On one end of the spectrum, the rules that apply to routine criminals who pursue finite goals are skewed, and properly so, to assure that only the highest level of proof will result in a conviction. But those rules do not protect a society that must gather information about, and at least incapacitate, people who have cosmic goals that they are intent on achieving by cataclysmic means.
Khalid Sheikh Mohammed, the mastermind of the 9/11 attacks, is said to have told his American captors that he wanted a lawyer and would see them in court. If the Supreme Court rules -- in a case it has agreed to hear relating to Guantanamo detainees -- that foreigners in U.S. custody enjoy the protection of our Constitution regardless of the place or circumstances of their apprehension, this bold joke could become a reality.
The director of an organization purporting to protect constitutional rights has announced that his goal is to unleash a flood of lawyers on Guantanamo so as to paralyze interrogation of detainees. Perhaps it bears mention that one unintended outcome of a Supreme Court ruling exercising jurisdiction over Guantanamo detainees may be that, in the future, capture of terrorism suspects will be forgone in favor of killing them. Or they may be put in the custody of other countries like Egypt or Pakistan that are famously not squeamish in their approach to interrogation -- a practice, known as rendition, followed during the Clinton administration.
At the other end of the spectrum, if conventional legal rules are adapted to deal with a terrorist threat, whether by relaxed standards for conviction, searches, the admissibility of evidence or otherwise, those adaptations will infect and change the standards in ordinary cases with ordinary defendants in ordinary courts of law.
What is to be done? The Military Commissions Act of 2006 and the Detainee Treatment Act of 2005 appear to address principally the detainees at Guantanamo. In any event, the Supreme Court's recently announced determination to review cases involving the Guantanamo detainees may end up making commissions, which the administration delayed in convening, no longer possible.
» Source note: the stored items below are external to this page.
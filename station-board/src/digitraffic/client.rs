//! Digitraffic rail HTTP client.
//!
//! Provides async methods for the station metadata and live-trains endpoints.
//! Handles the identification header, concurrency limiting, and conversion
//! to domain types.

use std::sync::Arc;

use reqwest::header::{HeaderMap, HeaderName, HeaderValue};
use serde::de::DeserializeOwned;
use tokio::sync::Semaphore;
use tracing::debug;

use crate::domain::{Station, StationCode, Train};

use super::convert::{convert_stations, convert_trains};
use super::error::DigitrafficError;
use super::types::{StationDto, TrainDto};

/// Default base URL for the Digitraffic rail API.
const DEFAULT_BASE_URL: &str = "https://rata.digitraffic.fi/api/v1";

/// Default value of the `Digitraffic-User` identification header.
const DEFAULT_USER: &str = "station-board";

/// Default maximum concurrent requests.
const DEFAULT_MAX_CONCURRENT: usize = 4;

/// Which trains to request from the live-trains endpoint.
#[derive(Debug, Clone, Copy, PartialEq, Eq, Hash)]
pub struct LiveTrainsQuery {
    pub arriving_trains: u16,
    pub departing_trains: u16,
    pub include_nonstopping: bool,
}

impl Default for LiveTrainsQuery {
    fn default() -> Self {
        Self {
            arriving_trains: 20,
            departing_trains: 20,
            include_nonstopping: false,
        }
    }
}

/// Configuration for the Digitraffic client.
#[derive(Debug, Clone)]
pub struct DigitrafficConfig {
    /// Sent as the `Digitraffic-User` header
    pub user: String,
    /// Base URL for the API (defaults to production Digitraffic)
    pub base_url: String,
    /// Maximum concurrent requests
    pub max_concurrent: usize,
    /// Request timeout in seconds
    pub timeout_secs: u64,
}

impl DigitrafficConfig {
    /// Create a new config with the given user identification.
    pub fn new(user: impl Into<String>) -> Self {
        Self {
            user: user.into(),
            base_url: DEFAULT_BASE_URL.to_string(),
            max_concurrent: DEFAULT_MAX_CONCURRENT,
            timeout_secs: 30,
        }
    }

    /// Set a custom base URL (for testing).
    pub fn with_base_url(mut self, url: impl Into<String>) -> Self {
        self.base_url = url.into();
        self
    }

    /// Set maximum concurrent requests.
    pub fn with_max_concurrent(mut self, n: usize) -> Self {
        self.max_concurrent = n;
        self
    }

    /// Set request timeout.
    pub fn with_timeout(mut self, secs: u64) -> Self {
        self.timeout_secs = secs;
        self
    }
}

impl Default for DigitrafficConfig {
    fn default() -> Self {
        Self::new(DEFAULT_USER)
    }
}

/// Digitraffic rail API client.
///
/// Uses a semaphore to limit concurrent requests.
#[derive(Debug, Clone)]
pub struct DigitrafficClient {
    http: reqwest::Client,
    base_url: String,
    semaphore: Arc<Semaphore>,
}

impl DigitrafficClient {
    /// Create a new client with the given configuration.
    pub fn new(config: DigitrafficConfig) -> Result<Self, DigitrafficError> {
        let mut headers = HeaderMap::new();

        let user = HeaderValue::from_str(&config.user).map_err(|_| DigitrafficError::Api {
            status: 0,
            message: "Invalid Digitraffic-User header value".to_string(),
        })?;
        headers.insert(HeaderName::from_static("digitraffic-user"), user);

        let http = reqwest::Client::builder()
            .default_headers(headers)
            .timeout(std::time::Duration::from_secs(config.timeout_secs))
            .build()?;

        Ok(Self {
            http,
            base_url: config.base_url.trim_end_matches('/').to_string(),
            semaphore: Arc::new(Semaphore::new(config.max_concurrent)),
        })
    }

    /// Fetch all stations from `/metadata/stations`.
    pub async fn fetch_stations(&self) -> Result<Vec<Station>, DigitrafficError> {
        let url = stations_url(&self.base_url);
        let dtos: Vec<StationDto> = self.get_json(&url, &[]).await?;
        debug!(count = dtos.len(), "fetched station metadata");
        Ok(convert_stations(&dtos))
    }

    /// Fetch the live trains passing through a station.
    pub async fn fetch_live_trains(
        &self,
        station: &StationCode,
        query: LiveTrainsQuery,
    ) -> Result<Vec<Train>, DigitrafficError> {
        let url = live_trains_url(&self.base_url, station);
        let params = [
            ("arriving_trains", query.arriving_trains.to_string()),
            ("departing_trains", query.departing_trains.to_string()),
            ("include_nonstopping", query.include_nonstopping.to_string()),
        ];

        let dtos: Vec<TrainDto> = self.get_json(&url, &params).await?;
        debug!(station = %station, count = dtos.len(), "fetched live trains");
        Ok(convert_trains(&dtos))
    }

    async fn get_json<T: DeserializeOwned>(
        &self,
        url: &str,
        params: &[(&str, String)],
    ) -> Result<T, DigitrafficError> {
        let _permit = self
            .semaphore
            .acquire()
            .await
            .map_err(|_| DigitrafficError::Api {
                status: 0,
                message: "Semaphore closed".to_string(),
            })?;

        let response = self.http.get(url).query(params).send().await?;
        let status = response.status();

        if status == reqwest::StatusCode::UNAUTHORIZED || status == reqwest::StatusCode::FORBIDDEN {
            return Err(DigitrafficError::Unauthorized);
        }

        if status == reqwest::StatusCode::TOO_MANY_REQUESTS {
            return Err(DigitrafficError::RateLimited);
        }

        if !status.is_success() {
            let body = response.text().await.unwrap_or_default();
            return Err(DigitrafficError::Api {
                status: status.as_u16(),
                message: body,
            });
        }

        let body = response.text().await?;

        serde_json::from_str(&body).map_err(|e| DigitrafficError::Json {
            message: e.to_string(),
        })
    }
}

fn stations_url(base_url: &str) -> String {
    format!("{}/metadata/stations", base_url)
}

fn live_trains_url(base_url: &str, station: &StationCode) -> String {
    format!("{}/live-trains/station/{}", base_url, station.as_str())
}

#[cfg(test)]
mod tests {
    use super::*;

    #[test]
    fn config_builder() {
        let config = DigitrafficConfig::new("my-dashboard")
            .with_base_url("http://localhost:8080")
            .with_max_concurrent(10)
            .with_timeout(60);

        assert_eq!(config.user, "my-dashboard");
        assert_eq!(config.base_url, "http://localhost:8080");
        assert_eq!(config.max_concurrent, 10);
        assert_eq!(config.timeout_secs, 60);
    }

    #[test]
    fn config_defaults() {
        let config = DigitrafficConfig::default();

        assert_eq!(config.user, DEFAULT_USER);
        assert_eq!(config.base_url, DEFAULT_BASE_URL);
        assert_eq!(config.max_concurrent, DEFAULT_MAX_CONCURRENT);
        assert_eq!(config.timeout_secs, 30);
    }

    #[test]
    fn query_defaults() {
        let query = LiveTrainsQuery::default();
        assert_eq!(query.arriving_trains, 20);
        assert_eq!(query.departing_trains, 20);
        assert!(!query.include_nonstopping);
    }

    #[test]
    fn client_creation() {
        let client = DigitrafficClient::new(DigitrafficConfig::default());
        assert!(client.is_ok());
    }

    #[test]
    fn invalid_user_header_rejected() {
        let client = DigitrafficClient::new(DigitrafficConfig::new("bad\nvalue"));
        assert!(client.is_err());
    }

    #[test]
    fn urls() {
        let psl = StationCode::parse("PSL").unwrap();
        assert_eq!(
            stations_url(DEFAULT_BASE_URL),
            "https://rata.digitraffic.fi/api/v1/metadata/stations"
        );
        assert_eq!(
            live_trains_url(DEFAULT_BASE_URL, &psl),
            "https://rata.digitraffic.fi/api/v1/live-trains/station/PSL"
        );
    }
}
There have been several proposals for a new adjudicatory framework, notably by Andrew C. McCarthy and Alykhan Velshi of the Center for Law & Counterterrorism, and by former Deputy Attorney General George J. Terwilliger. Messrs. McCarthy and Velshi have urged the creation of a separate national security court staffed by independent, life-tenured judges to deal with the full gamut of national security issues, from intelligence gathering to prosecution. Mr. Terwilliger's more limited proposals address principally the need to incapacitate dangerous people, by using legal standards akin to those developed to handle civil commitment of the mentally ill.
These proposals deserve careful scrutiny by the public, and particularly by the U.S. Congress. It is Congress that authorized the use of armed force after Sept. 11 -- and it is Congress that has the constitutional authority to establish additional inferior courts as the need may be, or even to modify the Supreme Court's appellate jurisdiction.
Perhaps the world's greatest deliberative body (the Senate) and the people's house (the House of Representatives) could, while we still have the leisure, turn their considerable talents to deliberating how to fix a strained and mismatched legal system, before another cataclysm calls forth from the people demands for hastier and harsher results.
Mr. Mukasey was the district judge who signed the material witness warrant authorizing Jose Padilla's arrest in 2002, and who handled the case while it remained in the Southern District of New York. He was also the trial judge in United States v. Abdel Rahman et al. Retired from the bench, he is now a partner at Patterson Belknap Webb & Tyler in New York.